Stored data entries:
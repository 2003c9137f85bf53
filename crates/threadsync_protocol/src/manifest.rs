//! Manifest pages.
//!
//! The server lists the current state of a thread as a sequence of pages.
//! Each item carries its own cursor, which is finer-grained than the page
//! cursor and is what the client persists after applying the item.

use crate::cursor::SyncCursor;
use crate::error::{ProtocolError, ProtocolResult};
use crate::hash::is_sha256_hex;
use crate::path::validate_relative_path;
use chrono::{DateTime, Utc};
use serde::{Deserialize, Serialize};

/// A manifest item exactly as it appears on the wire.
#[derive(Debug, Clone, PartialEq, Serialize, Deserialize)]
#[serde(rename_all = "camelCase")]
pub struct ManifestItem {
    /// Thread-relative path.
    pub path: String,
    /// Whether the path has been deleted.
    #[serde(default)]
    pub tombstone: bool,
    /// Item-level cursor.
    pub cursor: String,
    /// Server revision of the file (absent for tombstones).
    #[serde(default, skip_serializing_if = "Option::is_none")]
    pub revision_id: Option<String>,
    /// Content hash (absent for tombstones).
    #[serde(default, skip_serializing_if = "Option::is_none")]
    pub sha256: Option<String>,
    /// Content size in bytes.
    #[serde(default, skip_serializing_if = "Option::is_none")]
    pub size: Option<u64>,
    /// Modification time recorded at commit.
    #[serde(default, skip_serializing_if = "Option::is_none")]
    pub mtime_utc: Option<DateTime<Utc>>,
}

/// A manifest page exactly as it appears on the wire.
#[derive(Debug, Clone, PartialEq, Serialize, Deserialize)]
#[serde(rename_all = "camelCase")]
pub struct RawManifestPage {
    /// Items in server order.
    #[serde(default)]
    pub items: Vec<ManifestItem>,
    /// Cursor to request the next page with.
    #[serde(default, skip_serializing_if = "Option::is_none")]
    pub next_cursor: Option<String>,
    /// Whether more pages follow.
    pub has_more: bool,
    /// Server clock at the time the page was produced.
    #[serde(default, skip_serializing_if = "Option::is_none")]
    pub server_time_utc: Option<DateTime<Utc>>,
}

/// The remote version of a file as declared by the manifest.
#[derive(Debug, Clone, PartialEq, Eq)]
pub struct RemoteFile {
    /// Server revision id.
    pub revision_id: String,
    /// Lowercase hex SHA-256 of the content.
    pub sha256: String,
    /// Declared size, when known.
    pub size: Option<u64>,
    /// Declared modification time, when known.
    pub mtime_utc: Option<DateTime<Utc>>,
}

/// A validated manifest entry.
#[derive(Debug, Clone, PartialEq, Eq)]
pub enum ManifestEntry {
    /// The path exists remotely at the given version.
    Upsert {
        /// Thread-relative path.
        path: String,
        /// Item cursor.
        cursor: SyncCursor,
        /// Remote version.
        remote: RemoteFile,
    },
    /// The path was deleted remotely.
    Tombstone {
        /// Thread-relative path.
        path: String,
        /// Item cursor.
        cursor: SyncCursor,
    },
}

impl ManifestEntry {
    /// Creates an upsert entry.
    pub fn upsert(path: impl Into<String>, cursor: SyncCursor, remote: RemoteFile) -> Self {
        Self::Upsert {
            path: path.into(),
            cursor,
            remote,
        }
    }

    /// Creates a tombstone entry.
    pub fn tombstone(path: impl Into<String>, cursor: SyncCursor) -> Self {
        Self::Tombstone {
            path: path.into(),
            cursor,
        }
    }

    /// Returns the path.
    pub fn path(&self) -> &str {
        match self {
            ManifestEntry::Upsert { path, .. } | ManifestEntry::Tombstone { path, .. } => path,
        }
    }

    /// Returns the item cursor.
    pub fn cursor(&self) -> &SyncCursor {
        match self {
            ManifestEntry::Upsert { cursor, .. } | ManifestEntry::Tombstone { cursor, .. } => {
                cursor
            }
        }
    }

    /// Returns true for tombstones.
    pub fn is_tombstone(&self) -> bool {
        matches!(self, ManifestEntry::Tombstone { .. })
    }

    /// Validates a wire item.
    pub fn from_item(item: ManifestItem) -> ProtocolResult<Self> {
        validate_relative_path(&item.path)?;
        let cursor = SyncCursor::parse(item.cursor)?;

        if item.tombstone {
            return Ok(Self::Tombstone {
                path: item.path,
                cursor,
            });
        }

        let revision_id = item
            .revision_id
            .filter(|r| !r.trim().is_empty())
            .ok_or_else(|| ProtocolError::invalid_field("revisionId", "required for live items"))?;
        let sha256 = item
            .sha256
            .ok_or_else(|| ProtocolError::invalid_field("sha256", "required for live items"))?
            .to_ascii_lowercase();
        if !is_sha256_hex(&sha256) {
            return Err(ProtocolError::invalid_field(
                "sha256",
                "expected 64 hex characters",
            ));
        }

        Ok(Self::Upsert {
            path: item.path,
            cursor,
            remote: RemoteFile {
                revision_id,
                sha256,
                size: item.size,
                mtime_utc: item.mtime_utc,
            },
        })
    }
}

/// A validated manifest page.
#[derive(Debug, Clone, PartialEq, Eq)]
pub struct ManifestPage {
    /// Entries in server order.
    pub entries: Vec<ManifestEntry>,
    /// Cursor for the next page.
    pub next_cursor: Option<SyncCursor>,
    /// Whether more pages follow.
    pub has_more: bool,
    /// Server clock, when reported.
    pub server_time_utc: Option<DateTime<Utc>>,
}

impl ManifestPage {
    /// Creates a page.
    pub fn new(entries: Vec<ManifestEntry>, next_cursor: Option<SyncCursor>, has_more: bool) -> Self {
        Self {
            entries,
            next_cursor,
            has_more,
            server_time_utc: None,
        }
    }

    /// Parses and validates a JSON page body.
    pub fn parse(body: &[u8]) -> ProtocolResult<Self> {
        let raw: RawManifestPage = serde_json::from_slice(body)
            .map_err(|e| ProtocolError::malformed("manifest page", e.to_string()))?;
        Self::from_raw(raw)
    }

    /// Validates a decoded wire page.
    ///
    /// A missing `nextCursor` on a `hasMore` page is not rejected here; the
    /// reconciler reports it as a cursor stall so the pass fails with the
    /// right error class.
    pub fn from_raw(raw: RawManifestPage) -> ProtocolResult<Self> {
        let entries = raw
            .items
            .into_iter()
            .map(ManifestEntry::from_item)
            .collect::<ProtocolResult<Vec<_>>>()?;

        let next_cursor = match raw.next_cursor {
            Some(token) if !token.trim().is_empty() => Some(SyncCursor::parse(token)?),
            _ => None,
        };

        Ok(Self {
            entries,
            next_cursor,
            has_more: raw.has_more,
            server_time_utc: raw.server_time_utc,
        })
    }

    /// Converts back to the wire shape.
    pub fn to_raw(&self) -> RawManifestPage {
        let items = self
            .entries
            .iter()
            .map(|entry| match entry {
                ManifestEntry::Upsert {
                    path,
                    cursor,
                    remote,
                } => ManifestItem {
                    path: path.clone(),
                    tombstone: false,
                    cursor: cursor.as_str().to_string(),
                    revision_id: Some(remote.revision_id.clone()),
                    sha256: Some(remote.sha256.clone()),
                    size: remote.size,
                    mtime_utc: remote.mtime_utc,
                },
                ManifestEntry::Tombstone { path, cursor } => ManifestItem {
                    path: path.clone(),
                    tombstone: true,
                    cursor: cursor.as_str().to_string(),
                    revision_id: None,
                    sha256: None,
                    size: None,
                    mtime_utc: None,
                },
            })
            .collect();

        RawManifestPage {
            items,
            next_cursor: self.next_cursor.as_ref().map(|c| c.as_str().to_string()),
            has_more: self.has_more,
            server_time_utc: self.server_time_utc,
        }
    }

    /// Returns the cursor of the last entry, if any.
    pub fn terminal_cursor(&self) -> Option<&SyncCursor> {
        self.entries.last().map(ManifestEntry::cursor)
    }
}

### TASK OBJECTIVE
Your answer must be a single number: the count of lines in these records that contain "struct".

### RESPONSE BOX
4